Voltando aos festivais: no de lá, passa sobretudo gente sem biografia, sem mérito, sem alcance e sem consequências, por mais que nos tentem convencer do contrário. Que vale pelos três minutos de “fama” e pelo indecoroso espectáculo das casas de apostas (!!!!). Há quase quarenta anos, enviado ao Luxemburgo para a cobertura de uma edição da coisa, escolhi como título da reportagem do “certame” (odeio a palavra, mas aqui serve na perfeição) isto: “Cantiguinhas trólaró já não enganam ninguém”. Afinal, quem se enganou fui eu… Dessa ocasião, guardo mesmo só três memórias: 1) descobrir um autor e compositor italiano chamado Franco Battiato, com uma canção cantada por Alice; 2) acompanhar a vivacidade extrema e a verticalidade estética de Maria Guinot, a defender uma das canções que (nos) ficou, perene, “Silêncio e Tanta Gente”; 3) contribuir para a conversa telefónica que “apresentou” o maestro François Rauber, arranjador de muitos temas de Jacques Brel, a Fernando Tordo, contacto que acabaria por render vários e óptimos discos portugueses.

Quanto ao nosso, apesar dos esforços de revitalização depois de muitos anos em respiração assistida, constato que o investimento concentrado nos valeu, na minha opinião, apenas duas canções para durar: “Amar Pelos Dois”, com o selo Sobral, e “Saudade”, de Maro.

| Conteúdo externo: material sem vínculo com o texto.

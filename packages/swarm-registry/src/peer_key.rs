//! The key peers are stored under inside a swarm.
use std::net::IpAddr;

use peerhub_primitives::peer::Peer;

/// Map key for a peer inside one swarm: the peer id, the port (big endian)
/// and the IP bytes, concatenated.
///
/// Keying on the full triple gives endpoint-level uniqueness (a client
/// re-announcing from a new port is a new entry) and makes removals a single
/// map operation.
#[derive(Debug, Clone, PartialEq, Eq, Hash)]
pub struct PeerKey(Box<[u8]>);

impl From<&Peer> for PeerKey {
    fn from(peer: &Peer) -> Self {
        let mut bytes = Vec::with_capacity(20 + 2 + 16);

        bytes.extend_from_slice(&peer.peer_id.0);
        bytes.extend_from_slice(&peer.port().to_be_bytes());

        match peer.ip() {
            IpAddr::V4(ip) => bytes.extend_from_slice(&ip.octets()),
            IpAddr::V6(ip) => bytes.extend_from_slice(&ip.octets()),
        }

        PeerKey(bytes.into_boxed_slice())
    }
}
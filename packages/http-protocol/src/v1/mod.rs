//! Version 1 of the HTTP tracker protocol.
pub mod percent_encoding;
pub mod query;
pub mod requests;
pub mod responses;
pub mod services;
//! Working and stopped clocks behind a common [`Time`] trait.
use std::sync::RwLock;
use std::time::Duration;

use peerhub_primitives::DurationSinceUnixEpoch;

/// A clock that can tell the current time as a duration since the Unix Epoch.
pub trait Time: Sized {
    fn now() -> DurationSinceUnixEpoch;

    #[must_use]
    fn now_add(add_time: &Duration) -> Option<DurationSinceUnixEpoch> {
        Self::now().checked_add(*add_time)
    }

    #[must_use]
    fn now_sub(sub_time: &Duration) -> Option<DurationSinceUnixEpoch> {
        Self::now().checked_sub(*sub_time)
    }
}

/// Production clock backed by the operating system time.
#[derive(Debug)]
pub struct Working;

impl Time for Working {
    fn now() -> DurationSinceUnixEpoch {
        std::time::SystemTime::now()
            .duration_since(std::time::UNIX_EPOCH)
            .expect("system time is after the Unix Epoch")
    }
}

/// Test clock that only advances when told to.
///
/// It defaults to the Unix Epoch and is process-local: tests that depend on a
/// specific instant set it explicitly via [`StoppedTime`].
#[derive(Debug)]
pub struct Stopped;

lazy_static! {
    static ref FIXED_TIME: RwLock<DurationSinceUnixEpoch> = RwLock::new(Duration::ZERO);
}

impl Time for Stopped {
    fn now() -> DurationSinceUnixEpoch {
        *FIXED_TIME.read().expect("stopped clock lock is never poisoned")
    }
}

/// Extra operations only the stopped clock supports.
pub trait StoppedTime: Time {
    fn local_set(unix_time: &DurationSinceUnixEpoch);

    fn local_set_to_unix_epoch() {
        Self::local_set(&Duration::ZERO);
    }

    fn local_add(duration: &Duration);
}

impl StoppedTime for Stopped {
    fn local_set(unix_time: &DurationSinceUnixEpoch) {
        *FIXED_TIME.write().expect("stopped clock lock is never poisoned") = *unix_time;
    }

    fn local_add(duration: &Duration) {
        let mut fixed_time = FIXED_TIME.write().expect("stopped clock lock is never poisoned");
        *fixed_time = fixed_time.checked_add(*duration).expect("stopped clock does not overflow");
    }
}
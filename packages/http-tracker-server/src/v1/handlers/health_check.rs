//! Health check endpoint.
use axum::Json;
use serde::Serialize;

#[derive(Serialize, Debug, PartialEq, Eq)]
pub struct Report {
    pub status: Status,
}

#[derive(Serialize, Debug, PartialEq, Eq)]
pub enum Status {
    Ok,
}

/// Handles `GET /health_check`. Answering at all is the health signal.
pub async fn handle_health_check() -> Json<Report> {
    Json(Report { status: Status::Ok })
}
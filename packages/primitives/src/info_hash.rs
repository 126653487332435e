//! The `InfoHash` type: the 20-byte identifier of a torrent.
use std::panic::Location;

use thiserror::Error;

pub const INFO_HASH_BYTES_LEN: usize = 20;

/// `BitTorrent` infohash. The SHA-1 hash of the `info` dictionary of a
/// torrent's metainfo.
///
/// ```rust
/// use peerhub_primitives::info_hash::InfoHash;
///
/// let info_hash: InfoHash = "443c7602b4fde83d1154d6d9da48808418b181b6".parse().unwrap();
///
/// assert_eq!(info_hash.to_string(), "443c7602b4fde83d1154d6d9da48808418b181b6");
/// ```
#[derive(Debug, Clone, Copy, PartialEq, Eq, PartialOrd, Ord, Hash)]
pub struct InfoHash(pub [u8; INFO_HASH_BYTES_LEN]);

impl InfoHash {
    #[must_use]
    pub fn bytes(&self) -> [u8; INFO_HASH_BYTES_LEN] {
        self.0
    }

    /// Returns the lowercase hex representation of the infohash.
    ///
    /// # Panics
    ///
    /// It will panic if the output buffer for `binascii::bin2hex` is too
    /// small, which cannot happen for a fixed 40-byte buffer.
    #[must_use]
    pub fn to_hex_string(&self) -> String {
        let mut out = [0u8; INFO_HASH_BYTES_LEN * 2];
        binascii::bin2hex(&self.0, &mut out).expect("output buffer fits 40 hex chars");
        String::from_utf8_lossy(&out).into_owned()
    }
}

impl std::fmt::Display for InfoHash {
    fn fmt(&self, f: &mut std::fmt::Formatter<'_>) -> std::fmt::Result {
        write!(f, "{}", self.to_hex_string())
    }
}

impl std::str::FromStr for InfoHash {
    type Err = ConversionError;

    fn from_str(s: &str) -> Result<Self, Self::Err> {
        if s.len() != INFO_HASH_BYTES_LEN * 2 {
            return Err(ConversionError::InvalidLength {
                location: Location::caller(),
                len: s.len(),
            });
        }

        let mut bytes = [0u8; INFO_HASH_BYTES_LEN];

        binascii::hex2bin(s.as_bytes(), &mut bytes).map_err(|_| ConversionError::InvalidHexChars {
            location: Location::caller(),
            raw: s.to_string(),
        })?;

        Ok(InfoHash(bytes))
    }
}

impl TryFrom<&[u8]> for InfoHash {
    type Error = ConversionError;

    fn try_from(bytes: &[u8]) -> Result<Self, Self::Error> {
        if bytes.len() != INFO_HASH_BYTES_LEN {
            return Err(ConversionError::InvalidLength {
                location: Location::caller(),
                len: bytes.len(),
            });
        }

        let mut data = [0u8; INFO_HASH_BYTES_LEN];
        data.copy_from_slice(bytes);

        Ok(InfoHash(data))
    }
}

impl From<[u8; INFO_HASH_BYTES_LEN]> for InfoHash {
    fn from(bytes: [u8; INFO_HASH_BYTES_LEN]) -> Self {
        InfoHash(bytes)
    }
}

impl serde::Serialize for InfoHash {
    fn serialize<S: serde::Serializer>(&self, serializer: S) -> Result<S::Ok, S::Error> {
        serializer.serialize_str(&self.to_hex_string())
    }
}

/// Error returned when a value cannot be converted into an [`InfoHash`].
#[derive(Error, Debug, Clone)]
pub enum ConversionError {
    #[error("invalid infohash length {len}, expected 20 bytes (40 hex chars), in {location}")]
    InvalidLength {
        location: &'static Location<'static>,
        len: usize,
    },

    #[error("invalid hex characters in infohash {raw} in {location}")]
    InvalidHexChars {
        location: &'static Location<'static>,
        raw: String,
    },
}
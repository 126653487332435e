//! Bencoded response bodies for the HTTP tracker.
//!
//! Dictionary keys are emitted in lexicographic order. The protocol does not
//! strictly require it, but many clients expect it.
pub mod announce;
pub mod error;
pub mod scrape;
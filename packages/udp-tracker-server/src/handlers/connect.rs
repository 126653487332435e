//! UDP tracker connect handler.
use std::net::SocketAddr;
use std::sync::Arc;

use peerhub_udp_protocol::request::ConnectRequest;
use peerhub_udp_protocol::response::{ConnectResponse, Response};

use crate::container::UdpTrackerServices;

/// Handles a `connect` request: mints a connection-ID cookie for the source
/// address and echoes the transaction ID.
pub fn handle_connect(
    client_socket_addr: SocketAddr,
    request: &ConnectRequest,
    services: &Arc<UdpTrackerServices>,
) -> Response {
    let connection_id = services.connection_cookie.generate(&client_socket_addr.ip());

    services.stats_repository.record_connection(client_socket_addr.ip().into());

    tracing::trace!(target: crate::UDP_TRACKER_LOG_TARGET, from = %client_socket_addr, "connect handled");

    Response::from(ConnectResponse {
        transaction_id: request.transaction_id,
        connection_id,
    })
}

#[cfg(test)]
mod tests {

    mod the_connect_handler {

        use peerhub_udp_protocol::request::ConnectRequest;
        use peerhub_udp_protocol::response::Response;
        use peerhub_udp_protocol::TransactionId;

        use crate::handlers::connect::handle_connect;
        use crate::tests::{initialize_public_services, sample_ipv4_remote_addr, sample_ipv6_remote_addr};

        #[test]
        fn the_response_should_contain_the_same_transaction_id_as_the_request() {
            let env = initialize_public_services();

            let response = handle_connect(
                sample_ipv4_remote_addr(),
                &ConnectRequest {
                    transaction_id: TransactionId(0x0102_0304),
                },
                &env.services,
            );

            match response {
                Response::Connect(connect_response) => {
                    assert_eq!(connect_response.transaction_id, TransactionId(0x0102_0304));
                }
                other => panic!("expected a connect response, got {other:?}"),
            }
        }

        #[test]
        fn the_response_should_contain_a_cookie_that_verifies_for_the_client_ip() {
            let env = initialize_public_services();

            let response = handle_connect(
                sample_ipv4_remote_addr(),
                &ConnectRequest {
                    transaction_id: TransactionId(1),
                },
                &env.services,
            );

            match response {
                Response::Connect(connect_response) => {
                    assert!(env
                        .services
                        .connection_cookie
                        .check(&connect_response.connection_id, &sample_ipv4_remote_addr().ip())
                        .is_ok());
                }
                other => panic!("expected a connect response, got {other:?}"),
            }
        }

        #[test]
        fn it_should_count_the_handshakes_per_address_family() {
            let env = initialize_public_services();

            handle_connect(
                sample_ipv4_remote_addr(),
                &ConnectRequest {
                    transaction_id: TransactionId(1),
                },
                &env.services,
            );
            handle_connect(
                sample_ipv6_remote_addr(),
                &ConnectRequest {
                    transaction_id: TransactionId(2),
                },
                &env.services,
            );

            let metrics = env.services.stats_repository.metrics();

            assert_eq!(metrics.udp4_connections_handled, 1);
            assert_eq!(metrics.udp6_connections_handled, 1);
        }
    }
}
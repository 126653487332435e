//! UDP tracker front-end.
//!
//! A single bound socket; every datagram is handled by its own task. The
//! `connect` handshake hands out connection-ID cookies that bind a client to
//! its source address, which is the protocol's defense against being used
//! for traffic reflection.
pub mod connection_cookie;
pub mod container;
pub mod error;
pub mod handlers;
pub mod peer_builder;
pub mod server;

use std::net::SocketAddr;

pub const UDP_TRACKER_LOG_TARGET: &str = "UDP TRACKER";

/// A datagram as it came off the socket.
#[derive(Debug, Clone)]
pub struct RawRequest {
    pub payload: Vec<u8>,
    pub from: SocketAddr,
}
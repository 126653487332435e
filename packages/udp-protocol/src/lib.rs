//! Wire codec for the `BitTorrent` UDP tracker protocol.
//!
//! Packet layouts are defined by
//! [BEP 15: UDP Tracker Protocol](https://www.bittorrent.org/beps/bep_0015.html).
//! All integers are big endian.
pub mod request;
pub mod response;

/// The protocol identifier every `connect` request must carry as its initial
/// connection ID: `0x0000041727101980`.
pub const PROTOCOL_ID: i64 = 0x0417_2710_1980;

/// Wire codes for the four packet kinds.
pub const ACTION_CONNECT: i32 = 0;
pub const ACTION_ANNOUNCE: i32 = 1;
pub const ACTION_SCRAPE: i32 = 2;
pub const ACTION_ERROR: i32 = 3;

/// A connection ID token minted by the tracker during the `connect`
/// handshake and presented by the client on every announce and scrape.
#[derive(Debug, Clone, Copy, PartialEq, Eq, Hash)]
pub struct ConnectionId(pub i64);

impl ConnectionId {
    #[must_use]
    pub fn new(value: i64) -> Self {
        Self(value)
    }

    #[must_use]
    pub fn from_be_bytes(bytes: [u8; 8]) -> Self {
        Self(i64::from_be_bytes(bytes))
    }

    #[must_use]
    pub fn to_be_bytes(self) -> [u8; 8] {
        self.0.to_be_bytes()
    }
}

/// The transaction ID chosen by the client; echoed verbatim in every reply,
/// including error replies.
#[derive(Debug, Clone, Copy, PartialEq, Eq, Hash)]
pub struct TransactionId(pub i32);

impl TransactionId {
    #[must_use]
    pub fn new(value: i32) -> Self {
        Self(value)
    }
}

/// The opaque session key a client sends with announces.
#[derive(Debug, Clone, Copy, PartialEq, Eq, Hash, Default)]
pub struct PeerKey(pub u32);

/// A peer count on the wire (leechers, seeders, peers wanted).
#[derive(Debug, Clone, Copy, PartialEq, Eq, Hash, Default)]
pub struct NumberOfPeers(pub i32);

/// A completion count on the wire (scrape `downloaded` field).
#[derive(Debug, Clone, Copy, PartialEq, Eq, Hash, Default)]
pub struct NumberOfDownloads(pub i32);
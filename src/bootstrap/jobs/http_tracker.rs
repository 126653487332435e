//! Starts one HTTP tracker instance.
use peerhub_configuration::HttpTracker;
use peerhub_http_server::server::{self, Started};

use crate::container::AppContainer;

/// Starts the HTTP tracker described by one configuration section.
///
/// # Panics
///
/// Panics when the server cannot bind. This is a startup failure and the
/// process exits non-zero.
pub async fn start_job(config: &HttpTracker, app_container: &AppContainer) -> Started {
    let services = app_container.http_tracker_services();

    server::start(config.bind_address, config.request_timeout(), services)
        .await
        .expect("HTTP tracker to bind to its configured address")
}
//! Starts one UDP tracker instance together with its cookie rotation.
use std::sync::Arc;

use peerhub_configuration::UdpTracker;
use peerhub_udp_server::connection_cookie::ConnectionCookie;
use peerhub_udp_server::server::{self, Started};
use tokio_util::sync::CancellationToken;

use crate::bootstrap::jobs::cookie_rotation;
use crate::container::AppContainer;

/// Starts the UDP tracker described by one configuration section.
///
/// Each instance gets its own connection cookie; the companion rotation job
/// replaces the cookie IV every `cookie_lifetime`.
///
/// # Panics
///
/// Panics when the socket cannot be bound. This is a startup failure and the
/// process exits non-zero.
pub async fn start_job(
    config: &UdpTracker,
    app_container: &AppContainer,
    cancellation_token: CancellationToken,
) -> (Started, tokio::task::JoinHandle<()>) {
    let connection_cookie = Arc::new(ConnectionCookie::new());

    let services = app_container.udp_tracker_services(connection_cookie.clone());

    let started = server::start(config.bind_address, services, cancellation_token.clone())
        .await
        .expect("UDP tracker to bind to its configured address");

    let rotation_job = cookie_rotation::start_job(connection_cookie, config.cookie_lifetime(), cancellation_token);

    (started, rotation_job)
}
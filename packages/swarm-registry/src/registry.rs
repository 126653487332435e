//! The sharded swarm registry.
use std::collections::HashMap;
use std::sync::RwLock;

use peerhub_primitives::core::ScrapeData;
use peerhub_primitives::info_hash::InfoHash;
use peerhub_primitives::peer::Peer;
use peerhub_primitives::swarm_metadata::SwarmMetadata;
use peerhub_primitives::{AddressFamily, DurationSinceUnixEpoch};

use crate::swarm::Swarm;

/// Registry storage errors. Only removals can fail; every other operation is
/// an idempotent upsert.
#[derive(thiserror::Error, Debug, Clone, PartialEq, Eq)]
pub enum Error {
    #[error("torrent does not exist")]
    TorrentNotFound,

    #[error("peer not found in swarm")]
    PeerNotFound,
}

/// Counters returned by a garbage collection pass.
#[derive(Debug, Clone, Copy, Default, PartialEq, Eq)]
pub struct GarbageCollection {
    pub peers_removed: usize,
    pub swarms_removed: usize,
}

type ShardMap = HashMap<InfoHash, Swarm>;

/// Sharded mapping from infohash to swarm.
///
/// There are `2 * shard_count` shards: the shard pair for an infohash is
/// derived from its leading bytes, and the address family picks the half, so
/// IPv4 and IPv6 entries never contend on the same lock.
///
/// Locks are only held for the duration of one map operation and never across
/// an await point. Cross-shard operations do not exist; the garbage collector
/// visits shards one at a time and yields in between.
pub struct Registry {
    shards: Box<[RwLock<ShardMap>]>,
    shard_pairs: usize,
}

impl Registry {
    /// Creates a registry with `shard_count` shard pairs.
    ///
    /// # Panics
    ///
    /// Panics if `shard_count` is zero. The configuration loader rejects such
    /// a value before the registry is built.
    #[must_use]
    pub fn new(shard_count: u8) -> Self {
        assert!(shard_count > 0, "shard count must be non-zero");

        let shard_pairs = usize::from(shard_count);

        let shards = (0..shard_pairs * 2).map(|_| RwLock::new(ShardMap::new())).collect();

        Self { shards, shard_pairs }
    }

    /// Upserts the peer as a seeder, creating the swarm if needed.
    pub fn upsert_seeder(&self, info_hash: &InfoHash, peer: &Peer) {
        let mut swarms = self.write_shard(info_hash, peer.address_family());

        swarms.entry(*info_hash).or_default().upsert_seeder(peer);
    }

    /// Upserts the peer as a leecher, creating the swarm if needed.
    pub fn upsert_leecher(&self, info_hash: &InfoHash, peer: &Peer) {
        let mut swarms = self.write_shard(info_hash, peer.address_family());

        swarms.entry(*info_hash).or_default().upsert_leecher(peer);
    }

    /// Atomically moves the peer from the leecher set to the seeder set,
    /// creating the swarm if needed. A concurrent reader can never observe
    /// the peer in both sets: the transition happens under the shard's write
    /// lock.
    pub fn graduate_leecher(&self, info_hash: &InfoHash, peer: &Peer) {
        let mut swarms = self.write_shard(info_hash, peer.address_family());

        swarms.entry(*info_hash).or_default().graduate_leecher(peer);
    }

    /// Removes the peer from the seeder set.
    ///
    /// # Errors
    ///
    /// Returns [`Error::TorrentNotFound`] when there is no swarm for the
    /// infohash and [`Error::PeerNotFound`] when the swarm holds no such
    /// entry. A swarm emptied by the removal is deleted in the same critical
    /// section.
    pub fn remove_seeder(&self, info_hash: &InfoHash, peer: &Peer) -> Result<(), Error> {
        self.remove(info_hash, peer, Swarm::remove_seeder)
    }

    /// Removes the peer from the leecher set.
    ///
    /// # Errors
    ///
    /// Same contract as [`Registry::remove_seeder`].
    pub fn remove_leecher(&self, info_hash: &InfoHash, peer: &Peer) -> Result<(), Error> {
        self.remove(info_hash, peer, Swarm::remove_leecher)
    }

    fn remove(
        &self,
        info_hash: &InfoHash,
        peer: &Peer,
        remove_op: fn(&mut Swarm, &Peer) -> Option<Peer>,
    ) -> Result<(), Error> {
        let mut swarms = self.write_shard(info_hash, peer.address_family());

        let swarm = swarms.get_mut(info_hash).ok_or(Error::TorrentNotFound)?;

        let removed = remove_op(swarm, peer);

        if swarm.is_empty() {
            swarms.remove(info_hash);
        }

        match removed {
            Some(_) => Ok(()),
            None => Err(Error::PeerNotFound),
        }
    }

    /// Returns up to `numwant` peers for the requester, never including the
    /// requester's own endpoint. A missing swarm yields an empty list.
    ///
    /// Only peers in the requester's address family are visible; peer
    /// selection policy lives in [`Swarm::select_peers`].
    #[must_use]
    pub fn announce_peers(&self, info_hash: &InfoHash, requester: &Peer, numwant: usize) -> Vec<Peer> {
        let swarms = self.read_shard(info_hash, requester.address_family());

        match swarms.get(info_hash) {
            Some(swarm) => swarm.select_peers(requester.is_seeder(), &requester.peer_addr, numwant),
            None => Vec::new(),
        }
    }

    /// Seeder and leecher counts for one infohash in one address family.
    /// A missing swarm yields zeroed metadata.
    #[must_use]
    pub fn swarm_metadata(&self, info_hash: &InfoHash, family: AddressFamily) -> SwarmMetadata {
        let swarms = self.read_shard(info_hash, family);

        swarms.get(info_hash).map_or_else(SwarmMetadata::zeroed, Swarm::metadata)
    }

    /// Aggregate counts for a list of infohashes, preserving the request
    /// order. Missing swarms yield zeroed entries; `downloaded` is always
    /// reported as zero because completion accounting is owned by an
    /// external collaborator.
    #[must_use]
    pub fn scrape(&self, info_hashes: &[InfoHash], family: AddressFamily) -> ScrapeData {
        let mut scrape_data = ScrapeData::empty();

        for info_hash in info_hashes {
            scrape_data.add_file(info_hash, self.swarm_metadata(info_hash, family));
        }

        scrape_data
    }

    /// Removes every entry whose last observation is at or before the cutoff
    /// and deletes the swarms that become empty.
    ///
    /// The write lock is taken per shard and the task yields between shards
    /// so that announce handlers are never starved for longer than one shard
    /// pass.
    pub async fn collect_garbage(&self, current_cutoff: DurationSinceUnixEpoch) -> GarbageCollection {
        let mut stats = GarbageCollection::default();

        for shard in &self.shards {
            {
                let mut swarms = shard.write().expect("shard lock is never poisoned");

                let swarms_before = swarms.len();

                swarms.retain(|_, swarm| {
                    stats.peers_removed += swarm.remove_expired(current_cutoff);
                    !swarm.is_empty()
                });

                stats.swarms_removed += swarms_before - swarms.len();
            }

            tokio::task::yield_now().await;
        }

        tracing::debug!(
            peers_removed = stats.peers_removed,
            swarms_removed = stats.swarms_removed,
            "collected garbage"
        );

        stats
    }

    /// Total number of entries across all shards.
    #[must_use]
    pub fn count_peers(&self) -> usize {
        self.shards
            .iter()
            .map(|shard| {
                shard
                    .read()
                    .expect("shard lock is never poisoned")
                    .values()
                    .map(Swarm::len)
                    .sum::<usize>()
            })
            .sum()
    }

    #[must_use]
    pub fn is_empty(&self) -> bool {
        self.shards
            .iter()
            .all(|shard| shard.read().expect("shard lock is never poisoned").is_empty())
    }

    fn shard_index(&self, info_hash: &InfoHash, family: AddressFamily) -> usize {
        let prefix = u32::from_be_bytes(
            info_hash.0[0..4]
                .try_into()
                .expect("an infohash always has at least 4 bytes"),
        );

        let pair = (prefix as usize) % self.shard_pairs;

        match family {
            AddressFamily::V4 => pair * 2,
            AddressFamily::V6 => pair * 2 + 1,
        }
    }

    fn read_shard(&self, info_hash: &InfoHash, family: AddressFamily) -> std::sync::RwLockReadGuard<'_, ShardMap> {
        self.shards[self.shard_index(info_hash, family)]
            .read()
            .expect("shard lock is never poisoned")
    }

    fn write_shard(&self, info_hash: &InfoHash, family: AddressFamily) -> std::sync::RwLockWriteGuard<'_, ShardMap> {
        self.shards[self.shard_index(info_hash, family)]
            .write()
            .expect("shard lock is never poisoned")
    }
}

Nada a opor, a um Festival. A dúvida é que possa constituir a maior das apostas anuais para a música, com meios desproporcionados, pelo exagero, face ao que gera, efectivamente. Lembro só isto: em quantas playlists tinha aparecido, até 2017, o nome de Salvador Sobral, artista muito grande e não-alinhado, pelo que faz, pelo que pensa, pelo que diz? Zero, ou perto disso. Conclusão pessoal: está tudo bastante desfocado.

O que vale é que, este ano, já passou. E podemos respirar fundo e voltar ao que (me) interessa: a música. Sem pontuações, mas com muito prazer. Já agora, espero sinceramente que se apliquem quanto antes os 30% para a música portuguesa e que se definam os critérios respectivos, que devem incluir as novidades, a par das boas memórias.